I would like each line of the data that holds the word "against" copied out.

(Saved data entries)

********

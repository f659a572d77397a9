use super::model::{CellValue, Column, DataFrame};

// ---------------------------------------------------------------------------
// Min-max normalization
// ---------------------------------------------------------------------------

/// Rescale every numeric column of `df` to the unit interval.
///
/// Each numeric value `v` becomes `(v - min) / (max - min)` using that
/// column's own minimum and maximum, so the column minimum maps to `0.0`
/// and the maximum to `1.0`. A constant column (max == min) maps to all
/// `0.0`. Non-numeric columns are copied through unchanged.
///
/// Returns a new dataframe with the same column names, column order and
/// row order; the input is never mutated.
pub fn normalize_dataframe(df: &DataFrame) -> DataFrame {
    let columns = df
        .columns()
        .iter()
        .map(|col| match col.as_f64_values() {
            Some(values) => Column::new(
                col.name.clone(),
                min_max_scale(&values)
                    .into_iter()
                    .map(CellValue::Float)
                    .collect(),
            ),
            None => col.clone(),
        })
        .collect();

    // Names, order and row counts are carried over column-for-column.
    DataFrame::from_columns_unchecked(columns)
}

fn min_max_scale(values: &[f64]) -> Vec<f64> {
    let min = values.iter().cloned().fold(f64::INFINITY, f64::min);
    let max = values.iter().cloned().fold(f64::NEG_INFINITY, f64::max);
    let range = max - min;
    if range.abs() < f64::EPSILON {
        return vec![0.0; values.len()];
    }
    values.iter().map(|&v| (v - min) / range).collect()
}
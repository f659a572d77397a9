//! Data layer: the dataframe model, construction, and normalization.
//!
//! ```text
//!  JSON records / CSV text
//!        │
//!        ▼
//!   ┌───────────┐
//!   │  loader   │  parse records → DataFrame
//!   └───────────┘
//!        │
//!        ▼
//!   ┌───────────┐
//!   │ DataFrame │  Vec<Column> of CellValue
//!   └───────────┘
//!        │
//!        ▼
//!   ┌───────────┐
//!   │ normalize │  min-max rescale numeric columns
//!   └───────────┘
//! ```

pub mod loader;
pub mod model;
pub mod normalize;
use anyhow::anyhow;
use eframe::egui::{self, Color32};
use egui_plot::{Line, Plot, PlotPoints};

use super::{PlotBackend, SeriesPlot};

// ---------------------------------------------------------------------------
// Native window backend
// ---------------------------------------------------------------------------

/// Default display backend: opens a blocking native window with the series
/// rendered as a line plot.
pub struct NativeWindow {
    /// Initial window size in logical pixels.
    pub inner_size: [f32; 2],
}

impl Default for NativeWindow {
    fn default() -> Self {
        Self {
            inner_size: [900.0, 600.0],
        }
    }
}

impl PlotBackend for NativeWindow {
    fn show(&mut self, series: &SeriesPlot) -> anyhow::Result<()> {
        let options = eframe::NativeOptions {
            viewport: egui::ViewportBuilder::default()
                .with_inner_size(self.inner_size)
                .with_min_inner_size([400.0, 300.0]),
            ..Default::default()
        };

        let app = PlotWindow {
            title: series.title.clone(),
            points: series.points.clone(),
        };

        eframe::run_native(
            &format!("datatools – {}", series.title),
            options,
            Box::new(move |_cc| Ok(Box::new(app))),
        )
        .map_err(|e| anyhow!("failed to open plot window: {e}"))
    }
}

// ---------------------------------------------------------------------------
// eframe App rendering the series
// ---------------------------------------------------------------------------

struct PlotWindow {
    title: String,
    points: Vec<[f64; 2]>,
}

impl eframe::App for PlotWindow {
    fn update(&mut self, ctx: &egui::Context, _frame: &mut eframe::Frame) {
        egui::CentralPanel::default().show(ctx, |ui| {
            let points: PlotPoints = self.points.iter().copied().collect();
            let line = Line::new(points)
                .name(&self.title)
                .color(Color32::LIGHT_BLUE)
                .width(1.5);

            Plot::new("column_plot")
                .legend(egui_plot::Legend::default())
                .x_axis_label("row")
                .y_axis_label(self.title.as_str())
                .allow_boxed_zoom(true)
                .allow_drag(true)
                .allow_scroll(true)
                .allow_zoom(true)
                .show(ui, |plot_ui| {
                    plot_ui.line(line);
                });
        });
    }
}
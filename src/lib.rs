//! datatools – a small data helper library.
//!
//! Four independent, stateless helpers with no shared state between them:
//!
//! * [`fetch_json`] – one blocking HTTP GET returning parsed JSON, with a
//!   single collapsed error kind.
//! * [`normalize_dataframe`] – min-max rescale every numeric dataframe
//!   column to `[0, 1]`.
//! * [`plot_column`] – line-plot one dataframe column against row index.
//! * [`shipping_price_eur`] – tiered shipping price for a weight.
//!
//! The [`DataFrame`] model is the only common ground between them; every
//! call is independent and side-effect free except for the plotter's
//! display trigger.

pub mod data;
pub mod fetch;
pub mod plot;
pub mod shipping;

pub use data::model::{CellValue, Column, DataFrame};
pub use data::normalize::normalize_dataframe;
pub use fetch::{DEFAULT_TIMEOUT, FetchError, fetch_json, fetch_json_with_timeout};
pub use plot::{NativeWindow, PlotBackend, PlotError, SeriesPlot, plot_column, plot_column_with};
pub use shipping::{
    MAX_WEIGHT_KG, SHIPPING_TIERS, ShippingError, shipping_price_eur, shipping_price_for_weight,
};
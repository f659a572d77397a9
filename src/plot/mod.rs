//! Column plotting: validation, series assembly, and the display seam.

use thiserror::Error;

use crate::data::model::DataFrame;

pub mod window;

pub use window::NativeWindow;

// ---------------------------------------------------------------------------
// Series + backend seam
// ---------------------------------------------------------------------------

/// One column rendered as a sequence: `[row_index, value]` points.
#[derive(Debug, Clone, PartialEq)]
pub struct SeriesPlot {
    /// The plotted column's name, used as series title and y-axis label.
    pub title: String,
    pub points: Vec<[f64; 2]>,
}

/// Where a [`SeriesPlot`] gets displayed.
///
/// The default backend opens a native window; tests substitute a recording
/// backend to observe the display trigger without opening anything.
pub trait PlotBackend {
    fn show(&mut self, series: &SeriesPlot) -> anyhow::Result<()>;
}

#[derive(Debug, Error)]
pub enum PlotError {
    /// The requested column does not exist in the dataframe.
    #[error("no column named '{0}' in the dataframe")]
    UnknownColumn(String),
    /// The display backend failed.
    #[error("failed to display plot")]
    Display(#[source] anyhow::Error),
}

// ---------------------------------------------------------------------------
// Public entry-points
// ---------------------------------------------------------------------------

/// Plot `column` of `df` against row index in a native window.
///
/// The window blocks until closed. Fails with
/// [`PlotError::UnknownColumn`] before any display side effect when the
/// column is absent.
pub fn plot_column(df: &DataFrame, column: &str) -> Result<(), PlotError> {
    plot_column_with(df, column, &mut NativeWindow::default())
}

/// Plot `column` of `df` through an explicit display backend.
///
/// Validation first: an absent column name fails without touching the
/// backend. Otherwise the backend's `show` is triggered exactly once.
/// Non-numeric cells are skipped; their rows keep their index on the x
/// axis.
pub fn plot_column_with(
    df: &DataFrame,
    column: &str,
    backend: &mut dyn PlotBackend,
) -> Result<(), PlotError> {
    let col = df
        .column(column)
        .ok_or_else(|| PlotError::UnknownColumn(column.to_string()))?;

    let points: Vec<[f64; 2]> = col
        .values
        .iter()
        .enumerate()
        .filter_map(|(i, v)| v.as_f64().map(|y| [i as f64, y]))
        .collect();

    log::debug!("plotting column '{column}' ({} points)", points.len());

    let series = SeriesPlot {
        title: column.to_string(),
        points,
    };
    backend.show(&series).map_err(PlotError::Display)
}

#[cfg(test)]
mod tests {
    use crate::data::model::{CellValue, Column, DataFrame};

    use super::*;

    /// Records every `show` call instead of opening a window.
    #[derive(Default)]
    struct RecordingBackend {
        shows: Vec<SeriesPlot>,
    }

    impl PlotBackend for RecordingBackend {
        fn show(&mut self, series: &SeriesPlot) -> anyhow::Result<()> {
            self.shows.push(series.clone());
            Ok(())
        }
    }

    fn sample_df() -> DataFrame {
        DataFrame::new(vec![Column::from_i64("a", vec![1, 2, 3])]).unwrap()
    }

    #[test]
    fn missing_column_fails_without_display() {
        let mut backend = RecordingBackend::default();

        let err = plot_column_with(&sample_df(), "nonexistent", &mut backend).unwrap_err();

        assert!(matches!(err, PlotError::UnknownColumn(name) if name == "nonexistent"));
        assert!(backend.shows.is_empty());
    }

    #[test]
    fn valid_column_triggers_exactly_one_show() {
        let mut backend = RecordingBackend::default();

        plot_column_with(&sample_df(), "a", &mut backend).unwrap();

        assert_eq!(backend.shows.len(), 1);
        let series = &backend.shows[0];
        assert_eq!(series.title, "a");
        assert_eq!(series.points, vec![[0.0, 1.0], [1.0, 2.0], [2.0, 3.0]]);
    }

    #[test]
    fn non_numeric_cells_are_skipped_keeping_row_indices() {
        let df = DataFrame::new(vec![Column::new(
            "mixed",
            vec![
                CellValue::Integer(1),
                CellValue::String("x".to_string()),
                CellValue::Float(3.5),
            ],
        )])
        .unwrap();
        let mut backend = RecordingBackend::default();

        plot_column_with(&df, "mixed", &mut backend).unwrap();

        assert_eq!(backend.shows[0].points, vec![[0.0, 1.0], [2.0, 3.5]]);
    }

    #[test]
    fn backend_failure_surfaces_as_display_error() {
        struct FailingBackend;
        impl PlotBackend for FailingBackend {
            fn show(&mut self, _series: &SeriesPlot) -> anyhow::Result<()> {
                anyhow::bail!("no display attached")
            }
        }

        let err = plot_column_with(&sample_df(), "a", &mut FailingBackend).unwrap_err();

        assert!(matches!(err, PlotError::Display(_)));
    }
}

********

* **Result**
//! * [`plot_column`] – line-plot one dataframe column against row index.
/// Plot `column` of `df` against row index in a native window.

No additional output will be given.